# Help me give my talk on Franz Schubert



## Don Fatale (Aug 31, 2009)

In April it's my turn to give a talk on a topic of my choice to a 'Gentlemen's Lunch and Discussion Club' of which I'm a member. The topics are generally, literarary, philosophical, historical, scientific etc. It seems to fall to me to represent classical music, and my previous audio-augmented talk on Wagner went down well. Time for another musical topic and I've chosen Franz Schubert as my topic.

I'm planning about 5 musical excerpts that would inform and please my learned but not highly musical audience.

It's hard to get past my favourites i.e. String Quintet, Trout, 9th Symphony, Piano Sonata D960, but they might not best represent his total work. I clearly need to add something vocal.

What would you play? And what would you say about Schubert?


----------



## EddieRUKiddingVarese (Jan 8, 2013)

sorry i'm not much help with this, think you've got it under control..............


----------



## cimirro (Sep 6, 2016)

Don Fatale said:


> In April it's my turn to give a talk on a topic of my choice to a 'Gentlemen's Lunch and Discussion Club' of which I'm a member.
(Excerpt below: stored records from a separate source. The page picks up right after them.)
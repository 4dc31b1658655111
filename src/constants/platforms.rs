/// Platforms offered by the interactive setup menu
pub const PLATFORMS: &[&str] = &["PC", "Mobile", "Console", "Switch", "PlayStation", "Xbox"];

/// Category that groups the gaming channels of one platform
pub fn category_name(platform: &str) -> String {
    format!("🎮 {} Gaming", platform)
}

/// Check whether a value submitted through the select menu is a known platform
pub fn is_known(platform: &str) -> bool {
    PLATFORMS.contains(&platform)
}
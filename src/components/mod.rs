pub mod creation_modal;
pub mod platform_selector;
The topics are generally, literarary, philosophical, historical, scientific etc. It seems to fall to me to represent classical music, and my previous audio-augmented talk on Wagner went down well. Time for another musical topic and I've chosen Franz Schubert as my topic.
> 
> I'm planning about 5 musical excerpts that would inform and please my learned but not highly musical audience.
> 
> ...


Do not forget to mention the piano Wanderer Fantasy Op.15
this was a great influence in the future of the Sonatas development (specially Liszt's b minor)

And do not forget about the Lieder, Schubert was a fantastic "melodist". (I hope the word is right in English)
this is the Zichy transcription for piano (left hand alone) of the famous "Der Erlkönig"
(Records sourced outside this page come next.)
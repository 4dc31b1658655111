//! Name and limit derivation for new temporary channels.

pub const MIN_USER_LIMIT: u32 = 2;
pub const MAX_USER_LIMIT: u32 = 99;
pub const DEFAULT_USER_LIMIT: u32 = 10;

/// Limits applied to user-supplied name fragments
#[derive(Debug, Clone)]
pub struct NamingRules {
    pub max_length: usize,
    pub default_label: String,
}

impl NamingRules {
    /// Strip characters other than word characters, whitespace and hyphens,
    /// trim, truncate, and fall back to the default label when nothing is left.
    ///
    /// Word characters are alphanumerics plus `_`. Combining marks are not
    /// alphanumeric and get dropped, so decomposed accents lose their mark.
    pub fn sanitize(&self, input: &str) -> String {
        let cleaned: String = input
            .chars()
            .filter(|c| c.is_alphanumeric() || *c == '_' || *c == '-' || c.is_whitespace())
            .collect();

        let truncated: String = cleaned.trim().chars().take(self.max_length).collect();

        if truncated.is_empty() {
            self.default_label.clone()
        } else {
            truncated
        }
    }
}

/// Parse the "max users" field: empty or non-numeric input falls back to the
/// default, numbers outside the allowed range are clamped
pub fn parse_user_limit(raw: Option<&str>) -> u32 {
    let trimmed = match raw.map(str::trim) {
        Some(s) if !s.is_empty() => s,
        _ => return DEFAULT_USER_LIMIT,
    };

    match trimmed.parse::<i64>() {
        Ok(n) => n.clamp(MIN_USER_LIMIT as i64, MAX_USER_LIMIT as i64) as u32,
        Err(_) => DEFAULT_USER_LIMIT,
    }
}

/// `#{room} - {game}'s {owner}`
pub fn gaming_channel_name(room_number: u64, game: &str, owner_display_name: &str) -> String {
    format!("#{} - {}'s {}", room_number, game, owner_display_name)
}

/// Default name for `/create-voice` without an explicit name
pub fn simple_channel_name(owner_display_name: &str) -> String {
    format!("{}'s Channel", owner_display_name)
}

#[cfg(test)]
mod tests {
    use super::*;

    fn rules(max_length: usize) -> NamingRules {
        NamingRules {
            max_length,
            default_label: "Temporary Channel".to_string(),
        }
    }

    #[test]
    fn test_sanitize_strips_invalid_characters() {
        let r = rules(50);
        assert_eq!(r.sanitize("Dota2!!"), "Dota2");
        assert_eq!(r.sanitize("  Mobile Legends: Bang <Bang>  "), "Mobile Legends Bang Bang");
        assert_eq!(r.sanitize("league_of-legends"), "league_of-legends");
        assert_eq!(r.sanitize("Pokémon"), "Pokémon");
    }

    #[test]
    fn test_sanitize_output_is_clean_and_bounded() {
        let r = rules(8);
        let long = "x".repeat(40);
        for input in ["<script>alert(1)</script>", "a.b,c;d'e\"f", "🎮🎮 valorant 🎮", long.as_str()] {
            let out = r.sanitize(input);
            assert!(out.chars().count() <= 8 || out == r.default_label, "{out}");
            if out != r.default_label {
                assert!(out
                    .chars()
                    .all(|c| c.is_alphanumeric() || c == '_' || c == '-' || c.is_whitespace()));
            }
        }
    }

    #[test]
    fn test_sanitize_drops_combining_marks() {
        let r = rules(50);
        // U+0301 COMBINING ACUTE ACCENT after a plain "e"
        assert_eq!(r.sanitize("Poke\u{301}mon"), "Pokemon");
        assert_eq!(r.sanitize("Pok\u{e9}mon"), "Pokémon");
    }

    #[test]
    fn test_sanitize_defaults_when_empty() {
        let r = rules(50);
        assert_eq!(r.sanitize(""), "Temporary Channel");
        assert_eq!(r.sanitize("   "), "Temporary Channel");
        assert_eq!(r.sanitize("!!!???"), "Temporary Channel");
    }

    #[test]
    fn test_sanitize_truncates_by_characters() {
        let r = rules(3);
        assert_eq!(r.sanitize("ééééé"), "ééé");
    }

    #[test]
    fn test_user_limit() {
        assert_eq!(parse_user_limit(None), 10);
        assert_eq!(parse_user_limit(Some("")), 10);
        assert_eq!(parse_user_limit(Some("  ")), 10);
        assert_eq!(parse_user_limit(Some("abc")), 10);
        assert_eq!(parse_user_limit(Some("5")), 5);
        assert_eq!(parse_user_limit(Some(" 7 ")), 7);
        assert_eq!(parse_user_limit(Some("1")), 2);
        assert_eq!(parse_user_limit(Some("-4")), 2);
        assert_eq!(parse_user_limit(Some("150")), 99);
        assert_eq!(parse_user_limit(Some("99")), 99);
        assert_eq!(parse_user_limit(Some("2")), 2);
    }

    #[test]
    fn test_channel_names() {
        assert_eq!(gaming_channel_name(3, "Dota2", "alice"), "#3 - Dota2's alice");
        assert_eq!(simple_channel_name("bob"), "bob's Channel");
    }
}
"Trout" and 9th Symphony sounds very nice too
Anyway the 8th (unfinished) symphony is also a quite interesting story to tell (there is a very nice piano transcription by Gino Tagliapietra).
A lot of people also may easily recognize his Military March. (Tausig version is quite nice)

Good luck and hunting!

All the best
Artur


----------



## TwoFlutesOneTrumpet (Aug 31, 2011)

If you want something vocal, I'd play Ave Maria. I'm not really into Schubert's songs but this one I can't deny its beauty. 
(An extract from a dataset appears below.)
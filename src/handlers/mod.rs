pub mod event_handler;
pub mod interaction;
pub mod lifecycle;
pub mod voice_state;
Also, I would try to String Quartet No. 15 - one of Schubert's best works.


----------



## starthrower (Dec 11, 2010)

Don Fatale said:


> I clearly need to add something vocal.


Maybe your audience isn't aware that Schubert wrote one of the most famous songs ever? Ave Maria.


----------



## Scott in PA (Aug 13, 2016)

Yes, you should clearly add some of the songs, since I think that's what Schubert is most known for.

How about one of the Goethe songs: Erlkoenig, Ganymed, Gretchen am Spinnrade (there are many others).

Or one of my favorites: Der Hirt auf dem Felsen, with clarinet obligato that shows his chamber music skills.


----------



## MarkW (Feb 16, 2015)

I assume time is a consideration, so you probably need to limit yourself to one of each important genre. 

Erlkoenig is the go-to lied for the uninitiated because not least there are four completely differentiated voices (and everyone knows the piano opening)
.
Piano: The innocent (but far from naive) lyricism of the opening movement of the "little" A major sonata, or the wonderful voicing of the finale of the G major. (or excerpts of the Wanderer Fantasie, passim.)

For comic relief, the little tootling scherzo of the Octet.

Chamber: The formal perfection of the Quartettsatz.

Orchestral: Hard to reduce the great C-major symphony to excerpts, but I'll leave it to you. 

Same with the C-major Quintet, but that best exemplifies the "late" style/pathos.

Liitle excerpt to show an oddity: The last page of the B-flat sonata, where he modulates into the home key by successively stepping down half a tone at a time without officially "modulating."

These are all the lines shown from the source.